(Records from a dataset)
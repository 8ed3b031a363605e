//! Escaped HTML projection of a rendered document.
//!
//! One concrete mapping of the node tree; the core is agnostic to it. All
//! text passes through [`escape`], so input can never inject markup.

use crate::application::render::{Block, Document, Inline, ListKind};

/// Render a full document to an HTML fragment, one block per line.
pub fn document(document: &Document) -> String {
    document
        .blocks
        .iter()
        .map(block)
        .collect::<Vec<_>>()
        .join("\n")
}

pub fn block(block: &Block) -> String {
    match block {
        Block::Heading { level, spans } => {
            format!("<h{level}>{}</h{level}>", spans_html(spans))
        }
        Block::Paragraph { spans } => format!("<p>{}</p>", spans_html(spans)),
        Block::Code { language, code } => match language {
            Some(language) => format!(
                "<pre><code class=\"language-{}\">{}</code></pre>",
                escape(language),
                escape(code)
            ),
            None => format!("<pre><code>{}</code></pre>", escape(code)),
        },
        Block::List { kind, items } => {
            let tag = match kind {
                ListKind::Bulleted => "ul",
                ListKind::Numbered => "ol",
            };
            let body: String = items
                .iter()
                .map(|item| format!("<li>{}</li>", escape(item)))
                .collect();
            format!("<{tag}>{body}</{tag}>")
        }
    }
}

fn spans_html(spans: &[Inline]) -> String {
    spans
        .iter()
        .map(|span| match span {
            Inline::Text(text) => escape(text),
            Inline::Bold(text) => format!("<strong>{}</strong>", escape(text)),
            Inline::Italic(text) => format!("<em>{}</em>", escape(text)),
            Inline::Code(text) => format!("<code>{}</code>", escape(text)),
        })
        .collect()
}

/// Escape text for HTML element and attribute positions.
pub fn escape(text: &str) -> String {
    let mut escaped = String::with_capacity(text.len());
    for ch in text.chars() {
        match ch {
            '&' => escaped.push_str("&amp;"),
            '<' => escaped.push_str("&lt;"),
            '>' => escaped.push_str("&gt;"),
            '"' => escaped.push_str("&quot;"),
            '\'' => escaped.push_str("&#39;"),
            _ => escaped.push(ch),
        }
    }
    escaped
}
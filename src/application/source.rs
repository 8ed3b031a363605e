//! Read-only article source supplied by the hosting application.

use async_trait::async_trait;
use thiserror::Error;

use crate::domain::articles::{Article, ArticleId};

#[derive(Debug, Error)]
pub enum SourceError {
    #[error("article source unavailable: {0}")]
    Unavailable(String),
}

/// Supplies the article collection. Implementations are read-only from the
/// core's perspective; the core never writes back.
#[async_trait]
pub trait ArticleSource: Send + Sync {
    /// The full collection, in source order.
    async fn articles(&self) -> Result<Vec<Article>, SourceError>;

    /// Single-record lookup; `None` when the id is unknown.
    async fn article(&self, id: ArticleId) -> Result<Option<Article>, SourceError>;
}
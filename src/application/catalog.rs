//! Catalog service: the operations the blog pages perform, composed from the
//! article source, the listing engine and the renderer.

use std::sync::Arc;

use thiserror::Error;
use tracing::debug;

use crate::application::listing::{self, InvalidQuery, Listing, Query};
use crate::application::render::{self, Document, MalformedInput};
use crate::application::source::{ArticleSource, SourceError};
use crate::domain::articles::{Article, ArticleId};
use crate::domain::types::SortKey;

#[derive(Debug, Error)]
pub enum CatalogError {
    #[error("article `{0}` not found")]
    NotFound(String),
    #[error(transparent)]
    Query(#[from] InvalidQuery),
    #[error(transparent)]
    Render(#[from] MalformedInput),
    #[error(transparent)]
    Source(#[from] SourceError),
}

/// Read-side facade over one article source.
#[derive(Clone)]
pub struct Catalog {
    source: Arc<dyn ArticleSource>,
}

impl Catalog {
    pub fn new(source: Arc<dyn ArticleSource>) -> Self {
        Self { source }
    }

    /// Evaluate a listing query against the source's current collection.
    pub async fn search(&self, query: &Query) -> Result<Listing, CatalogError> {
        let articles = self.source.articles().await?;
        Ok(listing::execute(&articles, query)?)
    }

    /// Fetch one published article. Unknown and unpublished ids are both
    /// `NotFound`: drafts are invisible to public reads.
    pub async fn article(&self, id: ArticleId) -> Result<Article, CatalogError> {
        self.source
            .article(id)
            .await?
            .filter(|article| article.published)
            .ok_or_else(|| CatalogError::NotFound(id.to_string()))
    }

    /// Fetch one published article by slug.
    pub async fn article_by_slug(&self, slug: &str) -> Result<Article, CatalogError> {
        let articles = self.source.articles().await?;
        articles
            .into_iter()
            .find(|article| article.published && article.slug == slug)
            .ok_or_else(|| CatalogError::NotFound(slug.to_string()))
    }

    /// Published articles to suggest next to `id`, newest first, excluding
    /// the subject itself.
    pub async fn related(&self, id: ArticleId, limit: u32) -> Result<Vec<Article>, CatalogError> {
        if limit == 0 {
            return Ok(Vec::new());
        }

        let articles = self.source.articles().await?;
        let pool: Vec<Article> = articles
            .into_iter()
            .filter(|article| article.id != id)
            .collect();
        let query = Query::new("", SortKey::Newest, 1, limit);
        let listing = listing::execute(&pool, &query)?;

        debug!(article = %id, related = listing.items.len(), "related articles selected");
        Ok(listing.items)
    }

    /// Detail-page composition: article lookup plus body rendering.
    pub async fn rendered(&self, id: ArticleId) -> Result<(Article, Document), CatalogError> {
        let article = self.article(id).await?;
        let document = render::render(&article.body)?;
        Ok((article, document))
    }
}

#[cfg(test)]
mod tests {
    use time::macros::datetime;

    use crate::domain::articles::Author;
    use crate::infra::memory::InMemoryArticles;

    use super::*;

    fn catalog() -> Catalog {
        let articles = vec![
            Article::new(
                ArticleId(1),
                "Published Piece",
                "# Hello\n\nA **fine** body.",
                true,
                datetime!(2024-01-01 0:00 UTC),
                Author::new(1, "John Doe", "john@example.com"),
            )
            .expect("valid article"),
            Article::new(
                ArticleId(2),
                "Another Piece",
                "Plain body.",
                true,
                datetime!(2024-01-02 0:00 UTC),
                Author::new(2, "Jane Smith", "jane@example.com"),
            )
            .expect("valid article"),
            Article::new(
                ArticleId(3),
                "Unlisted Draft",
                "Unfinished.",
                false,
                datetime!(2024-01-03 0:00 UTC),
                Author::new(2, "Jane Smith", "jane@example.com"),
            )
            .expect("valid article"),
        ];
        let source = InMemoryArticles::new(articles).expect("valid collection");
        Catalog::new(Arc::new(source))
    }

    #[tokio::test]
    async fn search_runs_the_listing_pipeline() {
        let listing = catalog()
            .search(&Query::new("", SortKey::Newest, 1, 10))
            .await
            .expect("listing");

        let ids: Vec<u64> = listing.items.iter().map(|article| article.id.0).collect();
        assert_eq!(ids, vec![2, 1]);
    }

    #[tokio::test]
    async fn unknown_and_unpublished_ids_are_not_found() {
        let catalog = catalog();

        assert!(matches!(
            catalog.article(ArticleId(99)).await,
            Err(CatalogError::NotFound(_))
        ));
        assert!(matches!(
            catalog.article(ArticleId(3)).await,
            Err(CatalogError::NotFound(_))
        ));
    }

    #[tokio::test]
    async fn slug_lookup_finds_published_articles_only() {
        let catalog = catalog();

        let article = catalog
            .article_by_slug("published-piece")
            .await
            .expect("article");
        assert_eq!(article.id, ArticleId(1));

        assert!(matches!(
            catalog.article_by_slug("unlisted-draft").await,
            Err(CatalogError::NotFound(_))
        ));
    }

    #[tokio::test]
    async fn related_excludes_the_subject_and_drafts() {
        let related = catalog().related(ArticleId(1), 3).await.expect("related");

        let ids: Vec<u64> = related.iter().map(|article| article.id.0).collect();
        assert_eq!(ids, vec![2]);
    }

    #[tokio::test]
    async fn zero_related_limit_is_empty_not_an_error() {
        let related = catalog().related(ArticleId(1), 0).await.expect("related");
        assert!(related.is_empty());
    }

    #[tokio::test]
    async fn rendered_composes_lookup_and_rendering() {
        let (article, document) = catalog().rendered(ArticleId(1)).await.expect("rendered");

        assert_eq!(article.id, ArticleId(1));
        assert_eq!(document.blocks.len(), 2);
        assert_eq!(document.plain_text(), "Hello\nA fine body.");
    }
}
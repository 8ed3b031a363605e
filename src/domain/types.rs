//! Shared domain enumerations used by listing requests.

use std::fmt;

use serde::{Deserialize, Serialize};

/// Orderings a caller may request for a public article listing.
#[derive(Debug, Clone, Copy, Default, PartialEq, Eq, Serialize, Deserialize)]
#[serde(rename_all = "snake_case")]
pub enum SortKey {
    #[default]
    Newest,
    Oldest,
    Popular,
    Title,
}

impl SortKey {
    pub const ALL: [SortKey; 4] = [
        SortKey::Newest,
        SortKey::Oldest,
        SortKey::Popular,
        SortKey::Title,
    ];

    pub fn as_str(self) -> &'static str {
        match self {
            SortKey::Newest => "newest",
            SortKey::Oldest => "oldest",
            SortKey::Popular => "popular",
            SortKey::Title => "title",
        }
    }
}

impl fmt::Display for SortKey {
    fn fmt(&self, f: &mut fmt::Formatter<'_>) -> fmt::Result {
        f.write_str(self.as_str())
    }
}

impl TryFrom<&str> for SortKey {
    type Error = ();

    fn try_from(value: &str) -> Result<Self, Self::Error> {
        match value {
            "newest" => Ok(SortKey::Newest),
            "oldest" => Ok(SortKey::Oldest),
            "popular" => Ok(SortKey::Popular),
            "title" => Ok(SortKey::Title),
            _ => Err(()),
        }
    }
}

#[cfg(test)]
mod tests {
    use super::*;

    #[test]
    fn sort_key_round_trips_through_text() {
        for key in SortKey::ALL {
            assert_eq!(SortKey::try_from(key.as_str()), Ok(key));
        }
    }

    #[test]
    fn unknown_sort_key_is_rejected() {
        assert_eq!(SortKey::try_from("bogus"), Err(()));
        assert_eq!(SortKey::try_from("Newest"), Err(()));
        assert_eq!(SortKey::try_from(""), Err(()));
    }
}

→ **What is needed**: Restate the data verbatim through the "block per line." line.

→ **Written response**:
repository 8ed3b031a363605e
//! Escaped HTML projection of a rendered document.
//!
//! One concrete mapping of the node tree; the core is agnostic to it. All
//! text passes through [`escape`], so input can never inject markup.

use crate::application::render::{Block, Document, Inline, ListKind};

/// Render a full document to an HTML fragment, one block per line.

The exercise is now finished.